Neanche noi abbiamo condiviso la rivendicazione dei vescovi e motivi validissimi ne sono stati recati e messi in circolazione da molti. Ciò che soprattutto ci ha turbato è stata la ragione, un po’ ultimativa, addotta dai funzionari di un ufficio della CEI, secondo la quale con meno messe ci sarebbe stato meno servizio ai poveri, alla comunità; come a dire niente sacramento niente lavanda dei piedi, l’una cosa essendo alimento dell’altra, e ciò come se la messa, e solo lei, fosse un distributore di benzina o una centralina per il rifornimento di elettricità, senza cui la macchina non va. È verissimo che per servire i poveri, lavarsi i piedi l’un l’altro, essere cristiani ci vuole una ingente energia, ma, a non essere pelagiani, si sa che questa energia viene dallo Spirito del Signore, e ci mancherebbe altro che lo Spirito Santo si facesse interdire dalla scarsità di messe in tempi di pandemia o in regioni amazzoniche, sarebbe come tagliare la luce al palazzo occupato, che l’Elemosiniere del papa, il divino elettricista, è andato a riattaccare.
Per uscire dalla controversia, se essa non vuole essere tenuta in vita e strumentalizzata ad altri scopi, basterebbe rifarsi alle parole di Gesù quando ha dato il suo pane, ed ha detto: “fate questo in memoria di me”. Dunque il pane, che poi i teologi hanno spiegato come transustanziazione, è il mezzo, il fine è ricordarsi di lui. E qui il mezzo non è il messaggio, il fine è superiore al mezzo. Per questo abbiamo sempre pensato che sarebbe bello che I cristiani si ricordassero di lui ogni volta che spezzano e mangiano il pane, cioè sempre, tanto più se condiviso; e infatti c’è un’antica tradizione popolare secondo cui a tavola il padre, o la madre, o uno degli altri, benedice il pane prima che tutti lo mangino.

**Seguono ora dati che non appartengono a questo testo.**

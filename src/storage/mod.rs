//! Persistence layer
//!
//! This module contains the on-disk storage components:
//! - Storage engine (schema files, record files, checkpoint/export)
//! - Write-ahead log entries and replay diagnostics

pub mod engine;
pub mod wal;

pub use engine::{DiskStats, StorageEngine, TableDiskStats};
pub use wal::{MalformedLine, WalEntry, WalOp, WalReplay};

È bello che il pane sia legato alla memoria, per questo le celebrazioni della Parola che si fermano alle letture prima della consacrazione, come si usava a Bologna nell’entusiasmo della riscoperta della Bibbia dopo il Concilio, in questo mancano, nel rendere visibile la memoria. Per questo non c’è mai stata più memoria di Gesù in questi tempi, di quanta c’è n’è ora intorno alla messa di Papa Francesco, che grazie al virus è trasmessa e “vista” in TV ogni mattina da Santa Marta. E se il pane rende visibile la memoria e la fa anche cibo, epidemia permettendo, la memoria del Signore non vive di solo pane. E se no, come sarebbe giunta fin qui?